Group warns vs mercury in dental fillings
DAVAO CITY — An environmental group has stepped up its campaign to ban mercury devices and products in the Philippines, calling on dental institutions, clinics and suppliers to halt the distribution and use of so-called “silver filling” materials for teeth restoration, as these allegedly contain a high volume of mercury, a toxic substance.
Myline Macabuhay, of the nongovernment organization Ban Toxics, cited tests that their group conducted in at least five locations nationwide that found that the use of silver fillings resulted in contamination and mercury vapor emissions as high as 35,000 nanograms per cubic meter in working areas.
Macabuhay claimed that mercury vapor emissions from the use of dental amalgam could be “substantial” and “usually exceeds general and accepted human exposure limits.” She said that in one dental school in southern Mindanao, where Ban Toxics conducted one of its studies, some parts of the new building were safe from mercury vapors but that the old buildings had “significant mercury vapor emissions.”
Macabuhay said there was a need for immediate intervention to protect people working inside the restoration sections of these five test areas because mercury is persistent and can transform from one form to another.
The dean of the University of the Philippines’ (UP) College of Dentistry, Dr.
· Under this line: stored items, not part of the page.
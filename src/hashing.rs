//! Hashing - SHA-256 digests over canonical JSON
//!
//! Scene digests let a caller confirm that a retrieved copy still matches
//! what was captured. The digest covers exact coordinates, so two scenes
//! that compare equal within tolerance can still digest differently.

use serde::Serialize;
use serde_json::Value;
use sha2::{Digest, Sha256};
use std::collections::BTreeMap;

use crate::scene::Scene;

const HEX: &[u8; 16] = b"0123456789abcdef";

/// Canonical text form: object keys sorted at every depth, no whitespace.
pub fn canonical_json<T: Serialize>(value: &T) -> Result<String, serde_json::Error> {
    let mut value = serde_json::to_value(value)?;
    sort_keys(&mut value);
    serde_json::to_string(&value)
}

fn sort_keys(value: &mut Value) {
    match value {
        Value::Object(map) => {
            let sorted: BTreeMap<String, Value> = std::mem::take(map)
                .into_iter()
                .map(|(key, mut child)| {
                    sort_keys(&mut child);
                    (key, child)
                })
                .collect();
            map.extend(sorted);
        }
        Value::Array(items) => items.iter_mut().for_each(sort_keys),
        _ => {}
    }
}

/// Digest of a scene's exact contents, in drawing order.
pub fn scene_digest(scene: &Scene) -> Result<String, serde_json::Error> {
    let canonical = canonical_json(scene)?;
    let digest = Sha256::digest(canonical.as_bytes());
    Ok(digest
        .iter()
        .flat_map(|b| [HEX[usize::from(b >> 4)], HEX[usize::from(b & 0x0f)]])
        .map(char::from)
        .collect())
}

#[cfg(test)]
mod tests {
    use super::*;
    use crate::shape::{Extent, Point, Rgb, Shape, ShapeKind};

    fn ellipse(name: &str, x: f64) -> Shape {
        Shape::new(
            name,
            ShapeKind::Ellipse,
            Extent::new(2.0, 2.0),
            Point::new(x, 1.0),
            Rgb::new(1.0, 0.0, 0.0),
        )
        .unwrap()
    }

    fn scene_with(names: &[&str]) -> Scene {
        let mut scene = Scene::new();
        for name in names {
            scene.add_shape(ellipse(name, 1.0)).unwrap();
        }
        scene
    }

    #[test]
    fn test_shape_fields_are_canonically_ordered() {
        let canonical = canonical_json(&scene_with(&["x"])).unwrap();
        assert!(canonical.starts_with(r#"{"shapes":[{"color":{"b":0.0,"g":0.0,"r":1.0},"extent":"#));
        assert!(!canonical.contains(char::is_whitespace));

        let keys = ["\"color\"", "\"extent\"", "\"kind\"", "\"name\"", "\"position\""];
        let offsets: Vec<usize> = keys.iter().map(|k| canonical.find(k).unwrap()).collect();
        assert!(offsets.windows(2).all(|w| w[0] < w[1]));
    }

    #[test]
    fn test_scene_digest_stable() {
        let a = scene_with(&["x", "y"]);
        let digest = scene_digest(&a).unwrap();
        assert_eq!(digest, scene_digest(&a.clone()).unwrap());
        assert_eq!(digest.len(), 64);
        assert!(digest.chars().all(|c| c.is_ascii_hexdigit() && !c.is_ascii_uppercase()));
    }

    #[test]
    fn test_scene_digest_order_sensitive() {
        let xy = scene_with(&["x", "y"]);
        let yx = scene_with(&["y", "x"]);
        assert_ne!(scene_digest(&xy).unwrap(), scene_digest(&yx).unwrap());
    }

    #[test]
    fn test_scene_digest_is_exact_under_tolerance() {
        let mut near = Scene::new();
        near.add_shape(ellipse("x", 1.005)).unwrap();
        let base = scene_with(&["x"]);

        assert_eq!(near, base);
        assert_ne!(scene_digest(&near).unwrap(), scene_digest(&base).unwrap());
    }
}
Vicente Medina III, however, described the group’s claim as “scare tactics.”
Citing scientific literature by the United States Public Health Service and the US Food and Drug Administration (FDA), Medina said in a letter sent to the Inquirer that there was no scientific evidence that linked dental fillings that contain mercury to any health condition.
He said the UP College of Dentistry was “strongly opposed” to proposals to ban the use of dental amalgam in the Philippines, adding that alternatives were “two times more expensive.”
The US Environmental Protection Agency has declared silver amalgams safe for use by dentists.
A report by the Scientific Committees of the European Commission also noted in 2008 that alternative materials were not without clinical limitations and toxicological hazards, the American Dental Association added.
On July 28, 2009, FDA issued its final rule on encapsulated dental amalgam and reaffirmed the agency’s position that the material is a safe and effective restorative option for patients.